In my view, the prominence is strictly for social and historical reasons; it doesn’t express the value or worth of the theory, and that’s why I decided to write the book. I think postcolonial theory rose to prominence for a couple of reasons. One is that after the decline of the labor movement and the crushing of the Left in the 1970s, there wasn’t going to be any kind of prominent theory in academia that focused on capitalism, the working class, or class struggle. Many people have pointed this out: in university settings, it’s just unrealistic to imagine that any critique of capitalism from a class perspective is going to have much currency except in periods when there’s massive social turmoil and social upheaval.
So the interesting question is why there’s any kind of theory calling itself radical at all, since it’s not a classical anticapitalist theory. I think this has to do with two things: first, with changes in universities over the last thirty years or so, in which they’re no longer ivory towers like they used to be. They’re mass institutions, and these institutions have been opened up to groups that, historically, were kept outside: racial minorities, women, immigrants from developing countries. These are all people who experience various kinds of oppression, but not necessarily class exploitation. So there is, as it were, a mass base for what we might call oppression studies, which is a kind of radicalism — and it’s important, and it’s real. However, it’s not a base that’s very interested in questions of class struggle or class formation, the kinds of things that Marxists used to talk about.

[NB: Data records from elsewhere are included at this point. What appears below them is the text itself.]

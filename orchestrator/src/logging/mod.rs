//! Logging module for the CES orchestrator
//!
//! Provides structured logging with tracing, supporting JSON output for production
//! and pretty printing for development.

use std::fs::OpenOptions;
use std::path::Path;

use anyhow::{Context, Result};
use tracing::Level;
use tracing_subscriber::{
    fmt::{self, format::FmtSpan},
    layer::SubscriberExt,
    util::SubscriberInitExt,
    EnvFilter,
};

/// Parse a configured level name, falling back to INFO
pub fn parse_level(log_level: &str) -> Level {
    match log_level.to_lowercase().as_str() {
        "trace" => Level::TRACE,
        "debug" => Level::DEBUG,
        "info" => Level::INFO,
        "warn" | "warning" => Level::WARN,
        "error" => Level::ERROR,
        _ => Level::INFO,
    }
}

/// Initialize the logging/tracing system
pub fn init_logging(log_level: &str, log_dir: Option<&Path>) -> Result<()> {
    let level = parse_level(log_level);

    // RUST_LOG wins over the configured level
    let filter = EnvFilter::try_from_default_env()
        .unwrap_or_else(|_| EnvFilter::new(format!("ces_orchestrator={}", level)));

    let log_file = match log_dir {
        Some(dir) => {
            std::fs::create_dir_all(dir)
                .with_context(|| format!("Failed to create log directory {}", dir.display()))?;
            let file = OpenOptions::new()
                .create(true)
                .append(true)
                .open(dir.join("orchestrator.log"))
                .context("Failed to open log file")?;
            Some(file)
        }
        None => None,
    };

    let file_layer = log_file.map(|file| {
        fmt::layer()
            .with_target(true)
            .with_thread_ids(true)
            .with_file(true)
            .with_line_number(true)
            .json()
            .with_writer(file)
    });

    if stdout_is_terminal() {
        // Development: pretty colored output
        let stdout_layer = fmt::layer()
            .with_target(true)
            .with_thread_ids(false)
            .with_thread_names(false)
            .with_file(true)
            .with_line_number(true)
            .with_span_events(FmtSpan::CLOSE)
            .pretty()
            .with_writer(std::io::stdout);

        tracing_subscriber::registry()
            .with(filter)
            .with(file_layer)
            .with(stdout_layer)
            .try_init()
            .context("Failed to install tracing subscriber")?;
    } else {
        // Production: JSON output
        let stdout_layer = fmt::layer()
            .with_target(true)
            .with_thread_ids(true)
            .with_file(true)
            .with_line_number(true)
            .json()
            .with_writer(std::io::stdout);

        tracing_subscriber::registry()
            .with(filter)
            .with(file_layer)
            .with(stdout_layer)
            .try_init()
            .context("Failed to install tracing subscriber")?;
    }

    Ok(())
}

fn stdout_is_terminal() -> bool {
    #[cfg(unix)]
    {
        unsafe { libc::isatty(libc::STDOUT_FILENO) != 0 }
    }
    #[cfg(not(unix))]
    {
        false
    }
}

#[cfg(test)]
mod tests {
    use super::*;

    #[test]
    fn test_parse_level() {
        assert_eq!(parse_level("DEBUG"), Level::DEBUG);
        assert_eq!(parse_level("warning"), Level::WARN);
        assert_eq!(parse_level("nonsense"), Level::INFO);
    }
}
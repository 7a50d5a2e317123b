//! CES orchestrator library
//!
//! Runs untrusted Python and Bash snippets inside disposable containers,
//! either once (`/run`), as stateful notebooks (`/nb_*`) or as interactive
//! sessions streamed over a WebSocket (`/run_interactive` + `/ws`).

use std::sync::Arc;
use std::time::Instant;

pub mod api;
pub mod config;
pub mod container;
pub mod error;
pub mod interactive;
pub mod logging;
pub mod metrics;
pub mod models;
pub mod notebook;
pub mod workspace;

use container::{ContainerRuntime, ExecutionOrchestrator};
use interactive::InteractiveManager;
use notebook::NotebookManager;
use workspace::WorkspaceManager;

/// Application state shared across all handlers
pub struct AppState {
    pub config: config::AppConfig,
    pub runtime: Arc<dyn ContainerRuntime>,
    pub executor: ExecutionOrchestrator,
    pub notebooks: NotebookManager,
    pub interactive: Arc<InteractiveManager>,
    pub started_at: Instant,
}

impl AppState {
    /// Wire the three session managers to one runtime and one data directory
    pub fn new(config: config::AppConfig, runtime: Arc<dyn ContainerRuntime>) -> Self {
        let workspaces = WorkspaceManager::new(&config.data_dir);

        let executor = ExecutionOrchestrator::new(
            runtime.clone(),
            workspaces.clone(),
            config.images.clone(),
            config.limits.clone(),
        );
        let notebooks = NotebookManager::new(
            runtime.clone(),
            workspaces.clone(),
            config.images.notebook.clone(),
            config.limits.clone(),
        );
        let interactive = Arc::new(InteractiveManager::new(
            runtime.clone(),
            workspaces,
            config.images.python.clone(),
            config.limits.clone(),
        ));

        Self {
            config,
            runtime,
            executor,
            notebooks,
            interactive,
            started_at: Instant::now(),
        }
    }
}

Complementing this has been the trajectory of the intelligentsia. The generation of ’68 didn’t become mainstream as it aged. Some wanted to keep its moral and ethical commitments to radicalism. But like everyone else, it too steered away from class-oriented radicalism. So you had a movement from the bottom, which was a kind of demand for theories focusing on oppression, and a movement on top, which was among professors offering to supply theories focusing on oppression. What made them converge wasn’t just a focus on oppression, but the excision of class oppression and class exploitation from the story. And postcolonial theory, because of its own excision of capitalism and class — because it downplays the dynamics of exploitation — is a very healthy fit.